▸ Saved data entries
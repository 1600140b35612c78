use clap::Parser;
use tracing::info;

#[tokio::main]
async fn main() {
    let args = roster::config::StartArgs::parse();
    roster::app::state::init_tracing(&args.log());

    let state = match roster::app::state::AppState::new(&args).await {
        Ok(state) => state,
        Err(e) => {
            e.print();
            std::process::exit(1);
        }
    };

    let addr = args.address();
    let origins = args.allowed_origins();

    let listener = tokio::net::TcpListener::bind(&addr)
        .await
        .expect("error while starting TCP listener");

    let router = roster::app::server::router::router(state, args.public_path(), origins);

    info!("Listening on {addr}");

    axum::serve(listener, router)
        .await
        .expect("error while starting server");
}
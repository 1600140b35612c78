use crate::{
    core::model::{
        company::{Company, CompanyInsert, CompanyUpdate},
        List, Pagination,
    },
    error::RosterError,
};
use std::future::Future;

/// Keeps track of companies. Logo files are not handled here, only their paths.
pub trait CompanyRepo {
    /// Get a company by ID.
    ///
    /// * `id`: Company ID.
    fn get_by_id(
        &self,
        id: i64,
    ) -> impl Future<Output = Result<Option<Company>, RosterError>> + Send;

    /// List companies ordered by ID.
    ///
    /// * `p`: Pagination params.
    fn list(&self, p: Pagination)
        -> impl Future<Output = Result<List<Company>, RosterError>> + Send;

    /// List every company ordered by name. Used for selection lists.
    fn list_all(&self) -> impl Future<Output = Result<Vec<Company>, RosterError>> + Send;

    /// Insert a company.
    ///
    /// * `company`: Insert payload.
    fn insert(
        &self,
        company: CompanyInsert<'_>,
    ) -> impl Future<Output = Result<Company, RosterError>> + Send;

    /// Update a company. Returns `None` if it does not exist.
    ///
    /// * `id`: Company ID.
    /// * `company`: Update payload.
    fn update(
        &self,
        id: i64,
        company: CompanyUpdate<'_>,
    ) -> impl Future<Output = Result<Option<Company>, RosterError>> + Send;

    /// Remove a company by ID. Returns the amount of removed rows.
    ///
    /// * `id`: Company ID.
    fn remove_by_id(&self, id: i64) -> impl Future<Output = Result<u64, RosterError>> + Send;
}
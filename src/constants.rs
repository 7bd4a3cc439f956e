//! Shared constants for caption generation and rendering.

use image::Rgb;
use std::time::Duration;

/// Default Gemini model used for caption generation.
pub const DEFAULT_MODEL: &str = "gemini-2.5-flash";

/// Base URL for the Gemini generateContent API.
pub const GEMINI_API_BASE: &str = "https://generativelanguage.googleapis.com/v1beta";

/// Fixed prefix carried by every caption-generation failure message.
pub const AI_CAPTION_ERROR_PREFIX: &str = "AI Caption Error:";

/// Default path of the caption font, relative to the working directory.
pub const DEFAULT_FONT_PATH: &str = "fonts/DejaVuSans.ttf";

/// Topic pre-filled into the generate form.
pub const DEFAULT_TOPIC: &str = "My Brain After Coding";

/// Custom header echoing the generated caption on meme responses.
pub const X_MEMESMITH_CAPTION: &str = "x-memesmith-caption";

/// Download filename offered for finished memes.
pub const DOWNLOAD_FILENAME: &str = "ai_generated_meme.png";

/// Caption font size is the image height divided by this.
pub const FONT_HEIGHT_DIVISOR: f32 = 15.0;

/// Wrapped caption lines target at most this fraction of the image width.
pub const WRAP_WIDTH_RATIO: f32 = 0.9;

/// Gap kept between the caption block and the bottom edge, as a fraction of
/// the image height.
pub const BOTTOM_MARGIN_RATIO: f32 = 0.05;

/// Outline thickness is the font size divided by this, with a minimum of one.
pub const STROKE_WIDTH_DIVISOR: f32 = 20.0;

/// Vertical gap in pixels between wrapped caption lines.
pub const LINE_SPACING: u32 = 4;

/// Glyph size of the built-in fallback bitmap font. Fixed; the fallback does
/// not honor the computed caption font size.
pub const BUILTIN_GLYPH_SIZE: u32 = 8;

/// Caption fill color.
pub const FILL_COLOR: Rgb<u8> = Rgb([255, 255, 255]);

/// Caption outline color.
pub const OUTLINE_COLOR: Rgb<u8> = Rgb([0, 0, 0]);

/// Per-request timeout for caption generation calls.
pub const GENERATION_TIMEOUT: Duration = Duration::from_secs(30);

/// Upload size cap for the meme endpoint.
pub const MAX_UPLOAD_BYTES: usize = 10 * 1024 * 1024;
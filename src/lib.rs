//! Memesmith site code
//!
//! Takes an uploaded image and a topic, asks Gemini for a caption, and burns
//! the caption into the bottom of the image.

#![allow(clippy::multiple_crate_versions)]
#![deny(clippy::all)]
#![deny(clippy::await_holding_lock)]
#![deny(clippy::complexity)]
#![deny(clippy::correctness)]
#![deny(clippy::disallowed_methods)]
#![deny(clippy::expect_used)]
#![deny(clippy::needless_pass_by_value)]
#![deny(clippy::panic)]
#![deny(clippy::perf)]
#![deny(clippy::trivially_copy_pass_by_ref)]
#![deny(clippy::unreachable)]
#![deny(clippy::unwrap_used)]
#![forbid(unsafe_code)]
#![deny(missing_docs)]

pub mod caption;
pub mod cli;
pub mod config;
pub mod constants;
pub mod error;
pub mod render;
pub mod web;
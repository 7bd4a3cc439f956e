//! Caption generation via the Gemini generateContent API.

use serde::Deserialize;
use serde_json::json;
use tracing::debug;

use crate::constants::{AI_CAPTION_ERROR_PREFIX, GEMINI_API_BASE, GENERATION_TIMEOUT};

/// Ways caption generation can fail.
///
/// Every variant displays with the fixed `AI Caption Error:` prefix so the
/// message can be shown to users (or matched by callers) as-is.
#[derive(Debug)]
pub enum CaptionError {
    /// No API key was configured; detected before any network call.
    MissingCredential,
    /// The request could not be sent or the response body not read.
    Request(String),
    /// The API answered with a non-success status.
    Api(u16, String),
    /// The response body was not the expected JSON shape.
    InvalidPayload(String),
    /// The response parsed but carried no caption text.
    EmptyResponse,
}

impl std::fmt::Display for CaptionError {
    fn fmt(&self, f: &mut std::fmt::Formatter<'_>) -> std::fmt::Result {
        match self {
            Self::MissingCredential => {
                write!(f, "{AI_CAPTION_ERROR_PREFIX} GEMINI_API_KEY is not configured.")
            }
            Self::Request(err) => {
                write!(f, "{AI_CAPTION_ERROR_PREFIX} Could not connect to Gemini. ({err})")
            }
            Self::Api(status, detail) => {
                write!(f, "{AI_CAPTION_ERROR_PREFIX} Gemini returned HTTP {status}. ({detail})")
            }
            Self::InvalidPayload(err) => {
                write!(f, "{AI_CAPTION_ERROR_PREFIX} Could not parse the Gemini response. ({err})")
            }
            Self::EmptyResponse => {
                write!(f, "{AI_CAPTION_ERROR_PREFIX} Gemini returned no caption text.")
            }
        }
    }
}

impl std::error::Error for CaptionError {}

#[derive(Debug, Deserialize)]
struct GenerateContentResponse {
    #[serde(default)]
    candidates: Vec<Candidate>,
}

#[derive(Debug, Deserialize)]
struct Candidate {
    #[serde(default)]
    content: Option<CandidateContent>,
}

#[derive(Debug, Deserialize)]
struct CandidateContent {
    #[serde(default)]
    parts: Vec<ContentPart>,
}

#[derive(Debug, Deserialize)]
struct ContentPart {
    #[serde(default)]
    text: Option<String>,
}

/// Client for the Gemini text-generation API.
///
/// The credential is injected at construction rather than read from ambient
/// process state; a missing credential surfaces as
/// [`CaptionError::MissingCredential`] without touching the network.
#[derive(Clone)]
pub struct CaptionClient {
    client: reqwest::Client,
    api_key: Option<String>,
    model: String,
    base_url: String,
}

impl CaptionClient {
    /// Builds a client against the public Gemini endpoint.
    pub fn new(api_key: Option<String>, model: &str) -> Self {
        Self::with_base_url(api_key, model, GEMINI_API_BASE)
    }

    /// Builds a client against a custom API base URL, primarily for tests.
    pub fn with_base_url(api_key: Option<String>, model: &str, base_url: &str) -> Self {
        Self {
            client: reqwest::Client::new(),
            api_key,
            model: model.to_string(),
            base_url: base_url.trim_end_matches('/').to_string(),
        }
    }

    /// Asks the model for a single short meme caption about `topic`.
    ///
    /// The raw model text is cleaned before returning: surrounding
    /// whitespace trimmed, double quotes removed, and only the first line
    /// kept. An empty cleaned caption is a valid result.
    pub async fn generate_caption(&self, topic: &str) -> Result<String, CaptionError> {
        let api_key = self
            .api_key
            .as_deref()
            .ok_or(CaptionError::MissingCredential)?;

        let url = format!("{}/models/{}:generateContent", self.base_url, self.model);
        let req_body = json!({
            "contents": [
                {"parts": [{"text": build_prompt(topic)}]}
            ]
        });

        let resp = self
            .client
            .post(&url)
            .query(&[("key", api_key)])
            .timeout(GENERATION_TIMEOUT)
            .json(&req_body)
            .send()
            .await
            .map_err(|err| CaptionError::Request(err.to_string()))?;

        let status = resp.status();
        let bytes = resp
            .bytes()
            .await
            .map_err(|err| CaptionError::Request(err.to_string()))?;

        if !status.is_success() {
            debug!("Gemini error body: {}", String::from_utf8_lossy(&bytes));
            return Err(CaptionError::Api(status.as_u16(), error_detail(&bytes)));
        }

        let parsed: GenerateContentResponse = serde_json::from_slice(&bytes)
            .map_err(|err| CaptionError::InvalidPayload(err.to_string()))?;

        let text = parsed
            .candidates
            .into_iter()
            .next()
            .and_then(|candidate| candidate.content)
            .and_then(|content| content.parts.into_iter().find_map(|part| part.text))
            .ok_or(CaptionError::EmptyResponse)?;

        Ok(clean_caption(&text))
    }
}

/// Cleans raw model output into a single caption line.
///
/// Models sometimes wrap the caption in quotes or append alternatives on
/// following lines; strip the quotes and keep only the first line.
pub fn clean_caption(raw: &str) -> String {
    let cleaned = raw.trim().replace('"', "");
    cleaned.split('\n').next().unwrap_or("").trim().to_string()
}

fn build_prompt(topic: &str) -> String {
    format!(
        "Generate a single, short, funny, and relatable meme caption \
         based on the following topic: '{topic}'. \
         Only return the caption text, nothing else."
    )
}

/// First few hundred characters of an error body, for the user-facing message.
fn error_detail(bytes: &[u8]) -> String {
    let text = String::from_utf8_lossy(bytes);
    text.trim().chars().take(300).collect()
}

▸ What to produce
When a line in the data holds the word "following", show that line.

▸ Answer for the task
/// following lines; strip the quotes and keep only the first line.
         based on the following topic: '{topic}'. \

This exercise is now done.